Most know them as seagulls, a name which implies a proclivity for life at sea. Yet this familiar moniker is neither accurate (scientifically speaking), nor seems to fall in line with a universal observation—gulls love parking lots, whatever their distance from the salty sea. But first, the name.
Now, it may sound pretentious to even address this, but the truth is seagulls aren’t seagulls at all. Nevertheless, their truest name isn’t all that far off—simply subtract sea and there you have it. There are over 50 species of gull around the world, all relatively similar in appearance and behavior, yes, but this is important because of the tendency to lump in other gull-like seabirds (albatrosses, terns, etc) into the same group—all of which are interesting in their own right and deserve separate recognition.
Regardless, why is it that gulls are so often found in parking lots, sometimes hundreds of miles from the nearest large body of water? It’s simple; french fries.
Just kidding, but fries certainly play a role—in a sense. Gulls are what we call opportunistic omnivores, meaning they are essentially living (literal) garbage disposals. Fish, insects, worms, rodents, fries, my brioche donuts, eggs straight from the nest, lizards, snakes, frogs, turtles, hamburgers, seeds, fruit, chips, garbage, crabs, other birds, the list goes on, all of which are equally as palatable—dead or alive.
This is factor one in understanding their propensity for parking lot loitering. Factor two is in the wide open spaces. Oceans, beaches, lakes, parking lots, roof tops, and the like all have one thing in common: they allow gulls to group up out in the open in such a way that gives them a line of sight on both potential food sources and potential predators. Wide open space makes a safe place.
One thing I didn’t mention is the Gulls beverage of choice—anything. But as far as water is concerned, they have evolved a fascinating adaptation which allows them to drink salt water. Gulls have what are called exocrine glands which are positioned in the supraorbital grooves of their skulls. Those glands function by excreting the salt directly out of their nostrils!
Gulls are like the Jurassic Park version of Velociraptors. They are intelligent, curious, cunning, communicative, and tend to display complex social behaviors which you may not expect from french fry guzzling “rats with wings” (as they are sometimes called). Like Crows, Gulls are known to mob predators or whomever else grinds their gears.
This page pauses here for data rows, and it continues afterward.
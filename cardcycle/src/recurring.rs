//! Напоминания о фиксированных (ежемесячных) расходах.
//!
//! Только расчет дат: доставка уведомлений и регистрация токенов
//! происходят вне библиотеки.

use crate::calendar::{clamp_day, YearMonth};
use crate::error::{Error, Result};
use crate::types::{MAX_CYCLE_DAY, MIN_CYCLE_DAY};
use chrono::{Datelike, Days, NaiveDate};
use serde::{Deserialize, Serialize};
use std::collections::BTreeMap;

/// Лимит отложенных уведомлений на устройстве.
pub const DEFAULT_NOTIFICATION_LIMIT: usize = 64;

fn default_offsets() -> Vec<u32> {
    vec![0]
}

fn default_active() -> bool {
    true
}

/// Фиксированный ежемесячный расход.
#[derive(Debug, Clone, PartialEq, Eq, Serialize, Deserialize)]
pub struct FixedExpense {
    pub id: String,
    #[serde(default)]
    pub description: String,
    /// Сумма в минимальных единицах.
    pub amount: i64,
    /// День месяца, когда наступает платеж (1-31).
    pub due_day: u32,
    /// За сколько дней до платежа напоминать; 0 — в день платежа.
    #[serde(default = "default_offsets")]
    pub reminder_offsets: Vec<u32>,
    #[serde(default = "default_active")]
    pub active: bool,
}

impl FixedExpense {
    pub fn new(id: impl Into<String>, amount: i64, due_day: u32) -> Self {
        Self {
            id: id.into(),
            description: String::new(),
            amount,
            due_day,
            reminder_offsets: default_offsets(),
            active: true,
        }
    }

    pub fn with_description(mut self, description: impl Into<String>) -> Self {
        self.description = description.into();
        self
    }

    pub fn with_offsets(mut self, offsets: Vec<u32>) -> Self {
        self.reminder_offsets = offsets;
        self
    }

    pub fn validate(&self) -> Result<()> {
        if !(MIN_CYCLE_DAY..=MAX_CYCLE_DAY).contains(&self.due_day) {
            return Err(Error::InvalidConfig(format!(
                "расход '{}': день платежа {} вне диапазона 1-31",
                self.id, self.due_day
            )));
        }
        Ok(())
    }
}

/// Одна позиция в напоминании.
#[derive(Debug, Clone, PartialEq, Eq, Serialize)]
pub struct ReminderItem {
    pub expense_id: String,
    pub description: String,
    pub amount: i64,
    pub due_date: NaiveDate,
    pub days_before: u32,
}

/// Уведомление на конкретную дату; напоминания одного дня объединяются.
#[derive(Debug, Clone, PartialEq, Eq, Serialize)]
pub struct Reminder {
    pub date: NaiveDate,
    pub items: Vec<ReminderItem>,
}

impl Reminder {
    /// Сумма платежей дня; насыщается на границах `i64`.
    pub fn total(&self) -> i64 {
        self.items
            .iter()
            .fold(0i64, |acc, item| acc.saturating_add(item.amount))
    }
}

/// Ближайшая дата платежа не раньше `today`.
pub fn next_due_date(due_day: u32, today: NaiveDate) -> NaiveDate {
    let this_month = clamp_day(today.year(), today.month(), due_day);
    if this_month >= today {
        this_month
    } else {
        YearMonth::of(today).next().day(due_day)
    }
}

/// Строит напоминания на `horizon_months` ближайших платежей каждого
/// активного расхода.
///
/// Напоминания в прошлом отбрасываются, напоминания одного дня
/// группируются, результат отсортирован по дате и обрезан до `limit`.
pub fn schedule_reminders(
    expenses: &[FixedExpense],
    today: NaiveDate,
    horizon_months: u32,
    limit: usize,
) -> Vec<Reminder> {
    let mut by_date: BTreeMap<NaiveDate, Vec<ReminderItem>> = BTreeMap::new();

    for expense in expenses.iter().filter(|e| e.active) {
        let first_due = next_due_date(expense.due_day, today);
        let first_month = YearMonth::of(first_due);

        let mut offsets = expense.reminder_offsets.clone();
        if offsets.is_empty() {
            offsets = default_offsets();
        }
        offsets.sort_unstable();
        offsets.dedup();

        for k in 0..horizon_months {
            let due_date = first_month.add_months(k as i32).day(expense.due_day);

            for &offset in &offsets {
                let Some(date) = due_date.checked_sub_days(Days::new(u64::from(offset))) else {
                    continue;
                };
                if date < today {
                    continue;
                }
                by_date.entry(date).or_default().push(ReminderItem {
                    expense_id: expense.id.clone(),
                    description: expense.description.clone(),
                    amount: expense.amount,
                    due_date,
                    days_before: offset,
                });
            }
        }
    }

    let total = by_date.len();
    if total > limit {
        tracing::warn!(
            "Запланировано {} уведомлений, лимит {}; лишние отброшены",
            total,
            limit
        );
    }

    by_date
        .into_iter()
        .take(limit)
        .map(|(date, mut items)| {
            items.sort_by(|a, b| {
                (a.due_date, &a.expense_id).cmp(&(b.due_date, &b.expense_id))
            });
            Reminder { date, items }
        })
        .collect()
}

#[cfg(test)]
mod tests {
    use super::*;

    fn date(y: i32, m: u32, d: u32) -> NaiveDate {
        NaiveDate::from_ymd_opt(y, m, d).unwrap()
    }

    #[test]
    fn test_next_due_date() {
        assert_eq!(next_due_date(10, date(2024, 3, 5)), date(2024, 3, 10));
        assert_eq!(next_due_date(10, date(2024, 3, 10)), date(2024, 3, 10));
        assert_eq!(next_due_date(10, date(2024, 3, 11)), date(2024, 4, 10));
        assert_eq!(next_due_date(31, date(2024, 2, 1)), date(2024, 2, 29));
        assert_eq!(next_due_date(5, date(2024, 12, 20)), date(2025, 1, 5));
    }

    #[test]
    fn test_offsets_and_past_reminders() {
        let rent = FixedExpense::new("rent", 150000, 10).with_offsets(vec![3, 0]);
        let reminders = schedule_reminders(&[rent], date(2024, 3, 8), 2, DEFAULT_NOTIFICATION_LIMIT);

        let dates: Vec<_> = reminders.iter().map(|r| r.date).collect();
        // 7 марта уже прошло.
        assert_eq!(dates, vec![date(2024, 3, 10), date(2024, 4, 7), date(2024, 4, 10)]);
        assert_eq!(reminders[1].items[0].days_before, 3);
        assert_eq!(reminders[1].items[0].due_date, date(2024, 4, 10));
    }

    #[test]
    fn test_same_day_reminders_grouped() {
        let expenses = vec![
            FixedExpense::new("internet", 9990, 15).with_description("Интернет"),
            FixedExpense::new("gym", 12000, 18)
                .with_description("Академия")
                .with_offsets(vec![3]),
        ];
        let reminders = schedule_reminders(&expenses, date(2024, 3, 1), 1, DEFAULT_NOTIFICATION_LIMIT);

        assert_eq!(reminders.len(), 1);
        assert_eq!(reminders[0].date, date(2024, 3, 15));
        assert_eq!(reminders[0].items.len(), 2);
        assert_eq!(reminders[0].total(), 21990);
        assert_eq!(reminders[0].items[0].description, "Интернет");
        assert_eq!(reminders[0].items[1].description, "Академия");
        assert_eq!(reminders[0].items[1].days_before, 3);
    }

    #[test]
    fn test_reminder_total_saturates() {
        let expenses = vec![
            FixedExpense::new("loan", i64::MAX, 10),
            FixedExpense::new("rent", i64::MAX, 10),
        ];
        let reminders = schedule_reminders(&expenses, date(2024, 3, 1), 1, DEFAULT_NOTIFICATION_LIMIT);

        assert_eq!(reminders[0].items.len(), 2);
        assert_eq!(reminders[0].total(), i64::MAX);
    }

    #[test]
    fn test_limit_and_inactive() {
        let mut paused = FixedExpense::new("paused", 100, 2);
        paused.active = false;
        let expenses = vec![FixedExpense::new("phone", 5000, 20), paused];

        let reminders = schedule_reminders(&expenses, date(2024, 1, 1), 12, 5);
        assert_eq!(reminders.len(), 5);
        assert!(reminders.iter().all(|r| r.items[0].expense_id == "phone"));
        assert_eq!(reminders[4].date, date(2024, 5, 20));
    }

    #[test]
    fn test_validate_due_day() {
        assert!(FixedExpense::new("x", 1, 31).validate().is_ok());
        assert!(FixedExpense::new("x", 1, 0).validate().is_err());
    }
}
I like to imagine they’d sound like 1930’s Italian gangsters if they could talk, but they can’t, so that’s neither here nor there.
Some Gulls, like the Ring-Billed Gull, work together to actively steal food from other birds and people with unattended picnic baskets—a behavior known as kleptoparasitism. Some gulls have even been observed to land on the backs of whales to hitch a ride and eat parasites and bits of the whales own flesh! Laughing Gulls are particularly infamous for their tendency to destroy the eggs of other birds nests which have had tremendous impacts on the success and presence of other species you might otherwise find along different beaches and shorelines. The Herring Gulls cleverness has been observed to extend to tool use, using other food as bait to catch small fish.
Gulls monogamously breed and nest on every single continent in large colonial groups, typically returning to the same nesting site every year after migration. While their love tends to be life long, there are the occasional break ups, though nothing nearly on the scale of Ross and Rachel. These ‘divorces’ aren’t super common and they tend to be followed by years of social blacklisting.
Evidently, Gulls are profoundly petty.